“Perché l’Olanda? Perché in un momento in cui con la Brexit il Regno Unito sta perdendo appeal nel campo della formazione, l’Olanda si sta accreditando sempre più come un nuovo punto di riferimento. La scelta del fashion dipende dal fatto che la Luiss Business School non aveva ancora in portafoglio questo tipo di offerta. La moda è un settore trainante – basti pensare al “bello e ben fatto” made in Italy – e avere la possibilità di formare i nostri giovani all’estero è un’opportunità per tutto il Sistema”. Così Giovanni Brugnoli, presidente dell’Amsterdam Fashion Academy e vice presidente Confindustria con delega al Capitale umano, illustra i motivi che hanno spinto la Luiss Business School ad ampliare il proprio perimetro di azione costruendo, attraverso l’acquisizione dell’Amsterdam Fashion Academy, una base strategica all’estero che promette di essere molto attrattiva per gli studenti.
Quali profili professionali prepara l’Academy?

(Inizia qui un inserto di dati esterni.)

//! Nearest-point lookup on reference lines
//!
//! Every line the runtime measures against (global racing line, per-car lines, the
//! canonical line) is queried through [`ReferenceLine`]: nearest sample to a
//! position and the unit tangent at a sample.

use rstar::{PointDistance, RTree, RTreeObject, AABB};

/// Point stored in the R-tree with its index on the line
#[derive(Debug, Clone, Copy, PartialEq)]
struct IndexedPoint {
    idx: usize,
    pos: [f64; 2],
}

impl RTreeObject for IndexedPoint {
    type Envelope = AABB<[f64; 2]>;

    fn envelope(&self) -> Self::Envelope {
        AABB::from_point(self.pos)
    }
}

impl PointDistance for IndexedPoint {
    fn distance_2(&self, point: &[f64; 2]) -> f64 {
        let dx = self.pos[0] - point[0];
        let dy = self.pos[1] - point[1];
        dx * dx + dy * dy
    }
}

/// An ordered polyline with nearest-sample lookup
pub trait ReferenceLine {
    /// Number of samples
    fn len(&self) -> usize;

    /// Sample position
    fn point(&self, idx: usize) -> [f64; 2];

    /// Distance to and index of the sample nearest to `p`
    fn nearest(&self, p: [f64; 2]) -> Option<(f64, usize)>;

    /// True when the line has no samples
    fn is_empty(&self) -> bool {
        self.len() == 0
    }

    /// Unit tangent at a sample: toward the next sample, or from the previous one at
    /// the end of the line. Zero when the neighbours coincide.
    fn tangent_at(&self, idx: usize) -> [f64; 2] {
        let n = self.len();
        if n < 2 || idx >= n {
            return [0.0, 0.0];
        }
        let (a, b) = if idx + 1 < n {
            (self.point(idx), self.point(idx + 1))
        } else {
            (self.point(idx - 1), self.point(idx))
        };
        let (tx, ty) = (b[0] - a[0], b[1] - a[1]);
        let norm = tx.hypot(ty);
        if norm > 0.0 {
            [tx / norm, ty / norm]
        } else {
            [0.0, 0.0]
        }
    }
}

/// Result of a signed deviation query
#[derive(Debug, Clone, Copy, Default, PartialEq)]
pub struct Deviation {
    /// Signed lateral offset along the left normal `(-ty, tx)`
    pub deviation: f64,
    /// Index of the nearest line sample
    pub nearest_idx: usize,
    /// Position of the nearest line sample
    pub nearest: [f64; 2],
}

/// Signed offset of `p` from `line` measured along the normal at the nearest sample
pub fn signed_deviation(line: &dyn ReferenceLine, p: [f64; 2]) -> Option<Deviation> {
    let (_, idx) = line.nearest(p)?;
    let nearest = line.point(idx);
    let [tx, ty] = line.tangent_at(idx);
    let normal = [-ty, tx];
    let deviation = (p[0] - nearest[0]) * normal[0] + (p[1] - nearest[1]) * normal[1];
    Some(Deviation {
        deviation,
        nearest_idx: idx,
        nearest,
    })
}

/// Polyline with an R-tree over its samples, built once
#[derive(Clone)]
pub struct IndexedLine {
    points: Vec<[f64; 2]>,
    tree: RTree<IndexedPoint>,
}

impl IndexedLine {
    /// Build the index over the given samples
    pub fn new(points: Vec<[f64; 2]>) -> Self {
        let indexed = points
            .iter()
            .enumerate()
            .map(|(idx, &pos)| IndexedPoint { idx, pos })
            .collect();
        Self {
            tree: RTree::bulk_load(indexed),
            points,
        }
    }

    /// Build from parallel coordinate columns
    pub fn from_xy(xs: &[f64], ys: &[f64]) -> Self {
        Self::new(xs.iter().zip(ys).map(|(&x, &y)| [x, y]).collect())
    }

    /// Line samples
    pub fn points(&self) -> &[[f64; 2]] {
        &self.points
    }
}

impl std::fmt::Debug for IndexedLine {
    fn fmt(&self, f: &mut std::fmt::Formatter<'_>) -> std::fmt::Result {
        f.debug_struct("IndexedLine")
            .field("points", &self.points.len())
            .finish()
    }
}

impl ReferenceLine for IndexedLine {
    fn len(&self) -> usize {
        self.points.len()
    }

    fn point(&self, idx: usize) -> [f64; 2] {
        self.points[idx]
    }

    fn nearest(&self, p: [f64; 2]) -> Option<(f64, usize)> {
        self.tree
            .nearest_neighbor(&p)
            .map(|hit| (hit.distance_2(&p).sqrt(), hit.idx))
    }
}

#[cfg(test)]
mod tests {
    use super::*;

    fn square() -> IndexedLine {
        IndexedLine::new(vec![[0.0, 0.0], [10.0, 0.0], [10.0, 10.0], [0.0, 10.0]])
    }

    #[test]
    fn test_nearest() {
        let line = square();
        let (d, idx) = line.nearest([9.0, 1.0]).unwrap();
        assert_eq!(idx, 1);
        assert!((d - 2f64.sqrt()).abs() < 1e-12);
        assert!(IndexedLine::new(Vec::new()).nearest([0.0, 0.0]).is_none());
    }

    #[test]
    fn test_tangent_uses_previous_at_end() {
        let line = square();
        assert_eq!(line.tangent_at(0), [1.0, 0.0]);
        assert_eq!(line.tangent_at(3), [-1.0, 0.0]);
        assert_eq!(line.tangent_at(9), [0.0, 0.0]);
    }

    #[test]
    fn test_signed_deviation_sign() {
        let line = IndexedLine::from_xy(&[0.0, 1.0, 2.0, 3.0], &[0.0; 4]);
        // heading +x, left normal is +y
        let left = signed_deviation(&line, [1.0, 0.5]).unwrap();
        assert!((left.deviation - 0.5).abs() < 1e-12);
        assert_eq!(left.nearest_idx, 1);
        let right = signed_deviation(&line, [2.0, -0.25]).unwrap();
        assert!((right.deviation + 0.25).abs() < 1e-12);
        let on_line = signed_deviation(&line, [3.0, 0.0]).unwrap();
        assert_eq!(on_line.deviation, 0.0);
    }
}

Ci sono due corsi: fashion design, più tecnico e orientato alle competenze creative, e fashion business, incentrato sul marketing e la comunicazione, oggi sempre più necessaria per emergere sui mercati. L’Academy ospita circa 200 allievi, provenienti da tutto il mondo, offre una formazione complementare a quella della Luiss Business School e, al termine degli studi, rilascia un Bachelor of Arts nel campo della moda e del lusso. Per gli studenti sicuramente un plus.
Seguiranno altre acquisizioni all’estero?
Questo è un primo esperimento e come tutte le prime volte ha un che di pionieristico, se vogliamo. Adesso la priorità è integrare l’Academy con il resto delle attività formative della Luiss Business School e con le federazioni di settore.
La formazione resta un tema di grande attualità. Qualcosa è cambiato?
Da parte nostra, come Confindustria, abbiamo certamente cambiato il linguaggio. Dire che nel tessile ci sarà bisogno di 40mila figure professionali nei prossimi tre anni o che nella meccanica ne serviranno 47mila o, ancora, che nei sei settori chiave – Ict, tessile, legno arredo, meccanica, chimica e alimentare – serviranno 205mila lavoratori nel triennio 2020/2022 ha un impatto emotivo molto diverso. Sia sulle famiglie che i ragazzi, le istituzioni, la scuola e tutti i soggetti a vario titolo coinvolti.
E queste sono cifre calcolate considerando che l’attuale crescita dell’Italia è dello “zero virgola”. Pensiamo a come questi numeri aumenterebbero se il Paese avesse una crescita dell’1%. D’altra parte, se siamo ancora il secondo paese manifatturiero d’Europa, è perché c’è ancora tanta industria.
Che, oggi come mai, ha bisogno di innovare costantemente. Come la mettiamo con chi non è nativo digitale?
L’impresa ha un ruolo sociale ben preciso. Da una parte dobbiamo stimolare la domanda di profili nuovi che spesso la scuola non forma, dall’altra dobbiamo avere la responsabilità morale e sociale di aggiornare le competenze di chi ha fatto grandi le nostre industrie. Non possiamo pensare di mandare via persone di 45/50 anni – e chi le parla è un cinquantenne – che da venti e più lavorano in azienda solo perché non sono nativi digitali. Abbiamo il compito di “riskillare”, mi passi il termine, le persone con i tanti strumenti a disposizione: fondi interprofessionali, academy aziendali, etc.
E chi ancora deve entrare nel mercato del lavoro?
Penso agli Its o, per andare proprio all’origine, all’alternanza scuola-lavoro. In tre anni siamo passati da 250mila giovani a un milione e mezzo all’interno delle nostre imprese. È stato anche per noi uno sforzo muscolare spiegare a tanti colleghi che avere un giovane in azienda che faceva “una buona alternanza” era un’opportunità. Ma è evidente che, con i cambi di governo e le continue modifiche sulle modalità operative, si fa fatica a continuare.
Parola d’ordine continuità, quindi?
Direi continuità, programmazione, visione del futuro. India, Stati Uniti, Germania hanno un piano ventennale sull’education. Per non parlare della Cina, che ha un programma fino al 2049 nei dieci settori merceologici strategici. Ma lì abbiamo un contesto diverso. Da noi basterebbe non cambiare sei ministri in quattro anni o fare tre tipi di esami di maturità differenti. Forse esageriamo un po’.